## Task to carry out
Among the records below, find the line that has "pub struct VmcsRegion"; from there, give the lines again exactly, and stop after the line that has "pub fn stamp_revision(&mut".

## Data
-=-=-=-=-
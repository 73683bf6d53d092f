//! VMCS builder and loading discipline (component C).
//!
//! No teacher analogue exists (aarch64 has no VMCS); the fixed
//! control-field policy, host/guest state population order, and
//! `switch_vmcs`/`init_vmcs` split are grounded directly in the spec's
//! algorithm description, with field numbering from
//! `other_examples/df418ba9_casys-kaist-kev__kev-src-vmcs.rs` and
//! interruption-type classification from
//! `other_examples/efaa581b_lkdWind-x86_vcpu__src-vmx-definitions.rs`.

pub mod builder;
pub mod fields;

pub use fields::{Field, VmxExitReason, VmxInterruptionType};

use crate::arch::x86_64::vmx;
use crate::error::{HvError, VmxError};

/// A 4 KiB-aligned VMCS region (section 3.3). The revision identifier
/// must be stamped before the first `vmclear`.
#[repr(C, align(4096))]
pub struct VmcsRegion {
    revision_id: u32,
    abort_indicator: u32,
    _data: [u8; 4096 - 8],
}

impl VmcsRegion {
    pub const fn new() -> Self {
        Self { revision_id: 0, abort_indicator: 0, _data: [0; 4096 - 8] }
    }

    pub fn stamp_revision(&mut self) {
        self.revision_id = crate::arch::x86_64::msr::vmcs_revision_id();
    }

    pub fn hpa(&self) -> u64 {
        self as *const Self as u64
    }
}

fn vmwrite(field: Field, value: u64) -> Result<(), HvError> {
    match unsafe { vmx::vmwrite(field as u32, value) } {
        vmx::VmxResult::Ok => Ok(()),
        vmx::VmxResult::FailInvalid => Err(VmxError::UnknownField(field as u32).into()),
        vmx::VmxResult::FailValid => {
            Err(VmxError::InstructionFailed(unsafe { vmx::vm_instruction_error() }).into())
        }
    }
}

fn vmread(field: Field) -> Result<u64, HvError> {
    let (value, result) = unsafe { vmx::vmread(field as u32) };
    match result {
        vmx::VmxResult::Ok => Ok(value),
        vmx::VmxResult::FailInvalid => Err(VmxError::UnknownField(field as u32).into()),
        vmx::VmxResult::FailValid => {
            Err(VmxError::InstructionFailed(unsafe { vmx::vm_instruction_error() }).into())
        }
    }
}

/// Make `vmcs` the current active VMCS for this pCPU (`VMPTRLD`), per the
/// percpu "currently-active VMCS pointer" bookkeeping (section 3.1).
pub fn switch_vmcs(vmcs_hpa: u64) -> Result<(), HvError> {
    match unsafe { vmx::vmptrld(vmcs_hpa) } {
        vmx::VmxResult::Ok => Ok(()),
        _ => Err(HvError::Precondition("vmptrld failed")),
    }
}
-=-=-=-=-
## Solution to this exercise
pub struct VmcsRegion {
    revision_id: u32,
    abort_indicator: u32,
    _data: [u8; 4096 - 8],
}

impl VmcsRegion {
    pub const fn new() -> Self {
        Self { revision_id: 0, abort_indicator: 0, _data: [0; 4096 - 8] }
    }

    pub fn stamp_revision(&mut self) {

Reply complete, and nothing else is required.